The messy, beautiful truth about building a sustainable business
- MJ Rosario-Malubay
- Aug 17
- 6 min read

When you think back to your first year in business… whew. 🤯
Big dreams, a lot of grit, and a Google Calendar that somehow always overflowed. 😨
Whether you were running on pure adrenaline, figuring out everything as you went, or juggling multiple hats without a handbook, those early days had their own unique mix of chaos and excitement.
This is my longest blog to date! 😂 If you’re in for some fresh perspectives, you might find yourself saying at the end, 'Worth every minute of reading this!
I’m sharing my personal story about growing a business, and while mine might not be as massive as those employing hundreds or thousands, the behind-the-scenes challenges, decisions, and leadership shifts are surprisingly similar, no matter the size of the team.

2020 — The “Yes to Everything” Season
When I first started, I said yes to every single opportunity that came my way.
Yes to every DM. Yes to every late-night email.
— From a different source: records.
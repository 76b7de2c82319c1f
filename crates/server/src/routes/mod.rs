use axum::{
    Router,
    http::{Request, header::HeaderName},
    middleware,
    routing::get,
};
use tower_http::{
    cors::{AllowHeaders, AllowMethods, AllowOrigin, CorsLayer},
    request_id::{MakeRequestUuid, PropagateRequestIdLayer, RequestId, SetRequestIdLayer},
    trace::{DefaultOnFailure, DefaultOnResponse, TraceLayer},
};
use tracing::{Level, field};

use crate::{AppState, auth::require_identity};

mod error;
mod identity;
mod notes;
mod oauth;
mod pages;

pub use error::ErrorResponse;

pub fn router(state: AppState) -> Router {
    let trace_layer = TraceLayer::new_for_http()
        .make_span_with(|request: &Request<_>| {
            let request_id = request
                .extensions()
                .get::<RequestId>()
                .and_then(|id| id.header_value().to_str().ok());
            let span = tracing::info_span!(
                "http_request",
                method = %request.method(),
                uri = %request.uri().path(),
                request_id = field::Empty
            );
            if let Some(request_id) = request_id {
                span.record("request_id", field::display(request_id));
            }
            span
        })
        .on_response(DefaultOnResponse::new().level(Level::INFO))
        .on_failure(DefaultOnFailure::new().level(Level::ERROR));

    let public = Router::<AppState>::new()
        .route("/health", get(health))
        .merge(oauth::router())
        .merge(pages::router());

    let protected = Router::<AppState>::new()
        .merge(identity::router())
        .merge(notes::router())
        .layer(middleware::from_fn_with_state(
            state.clone(),
            require_identity,
        ));

    Router::<AppState>::new()
        .merge(public)
        .merge(protected)
        .layer(
            CorsLayer::new()
                .allow_origin(AllowOrigin::mirror_request())
                .allow_methods(AllowMethods::mirror_request())
                .allow_headers(AllowHeaders::mirror_request())
                .allow_credentials(true),
        )
        .layer(trace_layer)
        .layer(PropagateRequestIdLayer::new(HeaderName::from_static(
            "x-request-id",
        )))
        .layer(SetRequestIdLayer::new(
            HeaderName::from_static("x-request-id"),
            MakeRequestUuid {},
        ))
        .with_state(state)
}

async fn health() -> &'static str {
    "ok"
}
Yes to projects I probably shouldn’t have taken on. 🤷♀️ I was hungry to learn the ins and outs of running a business, and it was an answered prayer that someone believed in me and that I had what it takes.
But under that gratitude, there was a low, constant hum of fear. 😣
The feast-or-famine mindset had me convinced that:
"I’m only as secure as my next project."
“Better to have too much work than none at all.”
“I need to prove I can handle everything that comes my way.”
“Slow weeks mean I’m failing.”
“If I turn this down, I might regret it forever.”
That pressure never really went away; it just looped like an endless snooze alarm I couldn’t shut off.
Coming from a family where everyone was an employee, starting my own business felt like landing in another country without a map or a translator. 😩
I didn’t feel confident. I didn’t feel like this was what I was “supposed” to be doing.
Cue: the impostor syndrome. 😒 And it didn’t just whisper in my ear, it showed up everywhere, in the
hesitation in how I market and present myself
in the way I avoided putting myself fully out there
in the way I second-guessed every decision
There was even a point where I thought, "Maybe it’s an illusion to think I could actually do this."
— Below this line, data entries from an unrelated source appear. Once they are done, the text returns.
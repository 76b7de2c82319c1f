use chrono::{DateTime, Utc};
use serde::{Deserialize, Serialize};

/// Identity resolved for the current request, as served by the protected page.
#[derive(Debug, Serialize, Deserialize, Clone, PartialEq, Eq)]
pub struct IdentityResponse {
    pub subject: String,
    pub email: Option<String>,
    pub email_verified: Option<bool>,
    pub display_name: Option<String>,
    pub preferred_username: Option<String>,
    pub given_name: Option<String>,
    pub family_name: Option<String>,
    pub realm: Option<String>,
}

/// Profile persisted on first login.
#[derive(Debug, Serialize, Deserialize, Clone, PartialEq, Eq)]
pub struct ProfileResponse {
    pub subject: String,
    pub email: Option<String>,
    pub email_verified: bool,
    pub name: Option<String>,
    pub preferred_username: Option<String>,
    pub given_name: Option<String>,
    pub family_name: Option<String>,
    pub realm: Option<String>,
    pub created_at: DateTime<Utc>,
}
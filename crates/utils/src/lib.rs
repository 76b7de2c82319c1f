pub mod api;
pub mod jwt;
pub mod response;
pub mod sentry;
use std::sync::OnceLock;

use sentry_tracing::{EventFilter, SentryLayer};
use tracing::Level;

static INIT_GUARD: OnceLock<sentry::ClientInitGuard> = OnceLock::new();

/// Initialise the Sentry client once per process. Later calls are ignored.
pub fn init_once(dsn: &str, environment: &str) {
    INIT_GUARD.get_or_init(|| {
        sentry::init((
            dsn,
            sentry::ClientOptions {
                release: sentry::release_name!(),
                environment: Some(environment.to_string().into()),
                ..Default::default()
            },
        ))
    });

    sentry::configure_scope(|scope| {
        scope.set_tag("source", "server");
    });
}

pub fn configure_user_scope(user_id: &str, username: Option<&str>, email: Option<&str>) {
    let mut sentry_user = sentry::User {
        id: Some(user_id.to_string()),
        ..Default::default()
    };

    if let Some(username) = username {
        sentry_user.username = Some(username.to_string());
    }

    if let Some(email) = email {
        sentry_user.email = Some(email.to_string());
    }

    sentry::configure_scope(|scope| {
        scope.set_user(Some(sentry_user));
    });
}

pub fn sentry_layer<S>() -> SentryLayer<S>
where
    S: tracing::Subscriber,
    S: for<'a> tracing_subscriber::registry::LookupSpan<'a>,
{
    SentryLayer::default()
        .span_filter(|meta| {
            matches!(
                *meta.level(),
                Level::DEBUG | Level::INFO | Level::WARN | Level::ERROR
            )
        })
        .event_filter(|meta| match *meta.level() {
            Level::ERROR => EventFilter::Event,
            Level::DEBUG | Level::INFO | Level::WARN => EventFilter::Breadcrumb,
            Level::TRACE => EventFilter::Ignore,
        })
}
use chrono::{DateTime, Utc};
use serde::{Deserialize, Serialize};

#[derive(Debug, Serialize, Deserialize, Clone)]
pub struct NoteRequest {
    pub title: String,
    #[serde(default)]
    pub content: String,
}

#[derive(Debug, Serialize, Deserialize, Clone, PartialEq, Eq)]
pub struct NoteResponse {
    pub id: i64,
    pub title: String,
    pub content: String,
    pub created_at: DateTime<Utc>,
    pub updated_at: DateTime<Utc>,
}

#[derive(Debug, Serialize, Deserialize, Clone)]
pub struct ListNotesResponse {
    pub notes: Vec<NoteResponse>,
}
pub mod identity;
pub mod notes;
And maybe that’s where YOU are right now.
If you’re a therapist in private practice, it might look like saying yes to every new client request because turning someone away feels like turning away stability.
If you’re a keynote speaker, it might mean agreeing to design your own slides at midnight after a networking event because you can’t imagine handing them off to someone else.
You mean it. You’re grateful. You want to help. 💗
But you also work nights, skip breaks, and keep telling yourself, I’ll rest after this..
If this is you right now, hear me: you’re not doing it wrong.
You’re building muscle. You’re learning your craft. You’re testing your limits.
Just don’t stay here forever because running on adrenaline isn’t a long-term strategy.

2021 – The Growth That Didn’t Feel Like Growth (At First)
If 2020 was about proving I could survive in business, 2021 made me see that survival alone wasn’t enough.
Referrals were flowing, my clients were happy, and the work was now steady.
The biggest BUT I saw this year was that I was the bottleneck.
Everything relied on me, and if I stopped, everything would stop—my biggest fear. 😞
For a therapist in private practice, this might mean your waitlist is so long you barely have time to breathe between sessions, but you still handle all the admin and marketing yourself.
For a CEO scaling from solopreneur, it could be onboarding your first few team members while still personally approving every decision, because letting go feels risky.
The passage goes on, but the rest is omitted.